Data listing
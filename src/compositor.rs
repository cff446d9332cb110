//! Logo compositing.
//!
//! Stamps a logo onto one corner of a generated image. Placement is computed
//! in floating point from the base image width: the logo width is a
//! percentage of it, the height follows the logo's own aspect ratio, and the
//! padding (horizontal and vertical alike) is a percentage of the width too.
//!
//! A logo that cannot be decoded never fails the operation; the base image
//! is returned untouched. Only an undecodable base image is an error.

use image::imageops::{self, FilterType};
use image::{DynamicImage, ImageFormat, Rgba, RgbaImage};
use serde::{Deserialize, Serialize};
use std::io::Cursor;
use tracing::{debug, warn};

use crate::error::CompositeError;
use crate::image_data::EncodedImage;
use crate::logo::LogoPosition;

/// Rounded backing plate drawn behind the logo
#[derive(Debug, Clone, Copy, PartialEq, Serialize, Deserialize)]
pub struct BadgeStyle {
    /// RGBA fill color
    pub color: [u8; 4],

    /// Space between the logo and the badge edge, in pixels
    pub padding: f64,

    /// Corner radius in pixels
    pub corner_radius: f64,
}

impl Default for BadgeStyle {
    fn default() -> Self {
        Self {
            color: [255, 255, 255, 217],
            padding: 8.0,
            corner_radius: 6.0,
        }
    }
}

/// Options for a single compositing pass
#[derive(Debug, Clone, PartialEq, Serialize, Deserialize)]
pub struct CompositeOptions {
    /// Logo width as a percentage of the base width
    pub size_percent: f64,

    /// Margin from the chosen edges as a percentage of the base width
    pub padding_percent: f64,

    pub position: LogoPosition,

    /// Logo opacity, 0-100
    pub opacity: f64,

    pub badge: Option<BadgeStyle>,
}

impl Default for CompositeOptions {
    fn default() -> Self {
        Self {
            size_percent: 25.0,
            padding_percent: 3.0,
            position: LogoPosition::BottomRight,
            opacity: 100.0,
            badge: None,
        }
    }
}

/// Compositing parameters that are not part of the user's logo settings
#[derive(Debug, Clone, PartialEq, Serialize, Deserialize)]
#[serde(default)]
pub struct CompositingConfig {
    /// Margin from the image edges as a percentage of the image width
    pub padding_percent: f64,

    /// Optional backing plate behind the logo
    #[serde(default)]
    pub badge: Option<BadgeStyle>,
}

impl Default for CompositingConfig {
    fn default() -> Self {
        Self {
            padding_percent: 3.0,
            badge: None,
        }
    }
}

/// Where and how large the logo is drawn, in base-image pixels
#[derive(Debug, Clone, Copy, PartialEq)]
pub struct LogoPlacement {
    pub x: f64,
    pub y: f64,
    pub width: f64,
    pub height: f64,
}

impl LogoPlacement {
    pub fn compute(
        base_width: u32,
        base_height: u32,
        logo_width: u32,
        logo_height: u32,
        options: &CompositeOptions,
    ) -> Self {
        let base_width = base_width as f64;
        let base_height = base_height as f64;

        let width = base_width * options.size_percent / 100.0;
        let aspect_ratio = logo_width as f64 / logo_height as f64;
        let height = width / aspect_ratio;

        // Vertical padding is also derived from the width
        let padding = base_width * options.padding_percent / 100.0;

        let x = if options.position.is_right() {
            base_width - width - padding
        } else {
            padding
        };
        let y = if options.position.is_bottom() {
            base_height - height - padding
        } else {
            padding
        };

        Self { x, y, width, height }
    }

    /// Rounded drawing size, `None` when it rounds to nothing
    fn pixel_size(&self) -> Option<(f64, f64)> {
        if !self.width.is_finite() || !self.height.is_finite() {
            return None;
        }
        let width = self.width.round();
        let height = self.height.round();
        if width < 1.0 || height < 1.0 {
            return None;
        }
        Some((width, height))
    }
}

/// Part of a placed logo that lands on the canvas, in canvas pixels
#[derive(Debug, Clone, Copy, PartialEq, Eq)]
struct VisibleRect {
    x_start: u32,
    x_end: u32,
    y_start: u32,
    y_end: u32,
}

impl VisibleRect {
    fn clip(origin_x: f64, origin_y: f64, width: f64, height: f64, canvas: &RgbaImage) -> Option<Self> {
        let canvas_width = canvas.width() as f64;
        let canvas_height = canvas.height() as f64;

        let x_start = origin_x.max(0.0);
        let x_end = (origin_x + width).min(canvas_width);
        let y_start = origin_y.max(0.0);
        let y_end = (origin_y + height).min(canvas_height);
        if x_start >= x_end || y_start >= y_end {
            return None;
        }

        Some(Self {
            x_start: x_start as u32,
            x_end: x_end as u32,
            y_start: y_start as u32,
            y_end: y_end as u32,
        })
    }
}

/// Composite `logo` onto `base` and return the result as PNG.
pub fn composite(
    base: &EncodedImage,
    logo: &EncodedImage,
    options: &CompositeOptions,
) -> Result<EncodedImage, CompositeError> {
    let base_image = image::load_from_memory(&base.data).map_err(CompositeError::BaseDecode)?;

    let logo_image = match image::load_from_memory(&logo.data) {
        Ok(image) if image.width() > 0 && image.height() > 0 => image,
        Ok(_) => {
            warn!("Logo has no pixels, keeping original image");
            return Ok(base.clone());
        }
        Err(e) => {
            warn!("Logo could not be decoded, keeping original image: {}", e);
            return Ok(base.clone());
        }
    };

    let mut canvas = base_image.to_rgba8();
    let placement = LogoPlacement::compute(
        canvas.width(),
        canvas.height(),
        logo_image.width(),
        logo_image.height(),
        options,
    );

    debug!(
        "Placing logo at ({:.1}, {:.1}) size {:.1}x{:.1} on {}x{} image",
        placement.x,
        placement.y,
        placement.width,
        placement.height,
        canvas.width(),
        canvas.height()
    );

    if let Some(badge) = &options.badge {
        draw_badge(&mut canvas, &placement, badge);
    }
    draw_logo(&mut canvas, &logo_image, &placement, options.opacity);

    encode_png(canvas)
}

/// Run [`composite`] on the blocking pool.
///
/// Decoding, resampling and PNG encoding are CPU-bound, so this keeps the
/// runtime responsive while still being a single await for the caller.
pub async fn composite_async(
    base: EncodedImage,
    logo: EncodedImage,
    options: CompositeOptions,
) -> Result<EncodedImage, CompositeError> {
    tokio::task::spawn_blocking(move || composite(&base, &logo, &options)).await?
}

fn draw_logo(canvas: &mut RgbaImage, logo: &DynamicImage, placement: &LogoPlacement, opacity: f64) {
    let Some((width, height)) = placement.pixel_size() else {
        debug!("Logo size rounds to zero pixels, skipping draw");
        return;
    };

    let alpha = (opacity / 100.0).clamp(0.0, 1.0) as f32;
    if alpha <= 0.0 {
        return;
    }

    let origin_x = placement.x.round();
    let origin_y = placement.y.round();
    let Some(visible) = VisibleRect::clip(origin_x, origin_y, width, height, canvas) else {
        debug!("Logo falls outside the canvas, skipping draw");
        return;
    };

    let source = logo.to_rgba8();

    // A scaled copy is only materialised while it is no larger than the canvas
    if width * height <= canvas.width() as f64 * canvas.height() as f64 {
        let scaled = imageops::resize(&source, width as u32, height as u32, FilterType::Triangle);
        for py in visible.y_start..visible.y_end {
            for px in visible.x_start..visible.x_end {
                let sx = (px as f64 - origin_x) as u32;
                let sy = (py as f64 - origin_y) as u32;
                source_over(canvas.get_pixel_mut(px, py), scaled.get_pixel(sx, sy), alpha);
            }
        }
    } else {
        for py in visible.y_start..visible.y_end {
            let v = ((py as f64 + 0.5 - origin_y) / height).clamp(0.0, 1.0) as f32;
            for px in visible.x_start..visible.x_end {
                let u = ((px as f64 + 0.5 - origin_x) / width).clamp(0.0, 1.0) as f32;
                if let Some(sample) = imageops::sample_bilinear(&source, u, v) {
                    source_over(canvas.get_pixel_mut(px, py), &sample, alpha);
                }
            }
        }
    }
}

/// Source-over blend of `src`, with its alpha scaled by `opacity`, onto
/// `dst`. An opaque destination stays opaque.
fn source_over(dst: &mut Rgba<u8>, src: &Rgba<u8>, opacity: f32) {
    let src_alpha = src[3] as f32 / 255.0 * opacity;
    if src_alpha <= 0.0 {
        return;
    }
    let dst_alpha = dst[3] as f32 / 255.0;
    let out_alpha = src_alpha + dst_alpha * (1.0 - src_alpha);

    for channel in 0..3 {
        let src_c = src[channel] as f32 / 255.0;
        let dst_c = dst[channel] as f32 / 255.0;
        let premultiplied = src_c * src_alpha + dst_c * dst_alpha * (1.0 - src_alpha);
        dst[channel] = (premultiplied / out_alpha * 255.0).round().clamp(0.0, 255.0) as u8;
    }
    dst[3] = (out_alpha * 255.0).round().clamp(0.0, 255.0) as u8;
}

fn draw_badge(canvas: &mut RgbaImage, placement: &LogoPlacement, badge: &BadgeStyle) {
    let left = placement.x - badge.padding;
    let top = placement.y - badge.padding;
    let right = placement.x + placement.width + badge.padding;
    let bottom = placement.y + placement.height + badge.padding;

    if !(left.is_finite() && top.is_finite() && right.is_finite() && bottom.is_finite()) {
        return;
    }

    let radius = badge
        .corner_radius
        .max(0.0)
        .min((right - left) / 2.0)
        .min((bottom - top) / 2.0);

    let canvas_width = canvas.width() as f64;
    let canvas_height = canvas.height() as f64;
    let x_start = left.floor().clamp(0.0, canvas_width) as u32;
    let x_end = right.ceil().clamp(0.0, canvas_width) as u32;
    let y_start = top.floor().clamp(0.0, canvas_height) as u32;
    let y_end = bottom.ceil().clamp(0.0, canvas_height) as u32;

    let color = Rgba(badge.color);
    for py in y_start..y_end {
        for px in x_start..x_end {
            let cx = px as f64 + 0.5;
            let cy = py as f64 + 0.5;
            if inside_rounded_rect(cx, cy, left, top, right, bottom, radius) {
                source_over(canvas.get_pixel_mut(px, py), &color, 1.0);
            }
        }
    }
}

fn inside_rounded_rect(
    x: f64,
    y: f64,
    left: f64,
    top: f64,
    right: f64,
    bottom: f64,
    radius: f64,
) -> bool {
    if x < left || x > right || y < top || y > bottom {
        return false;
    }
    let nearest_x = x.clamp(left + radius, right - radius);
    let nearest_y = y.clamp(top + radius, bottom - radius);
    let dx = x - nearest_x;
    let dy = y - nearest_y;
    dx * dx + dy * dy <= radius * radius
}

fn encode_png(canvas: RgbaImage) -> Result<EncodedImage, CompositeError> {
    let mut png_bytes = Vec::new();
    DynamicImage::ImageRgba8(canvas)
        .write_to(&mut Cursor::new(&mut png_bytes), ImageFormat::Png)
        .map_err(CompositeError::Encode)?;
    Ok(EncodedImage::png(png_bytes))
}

Activity
Reply with one number only: how many lines of the listing hold "decoded"?

Response to the exercise
2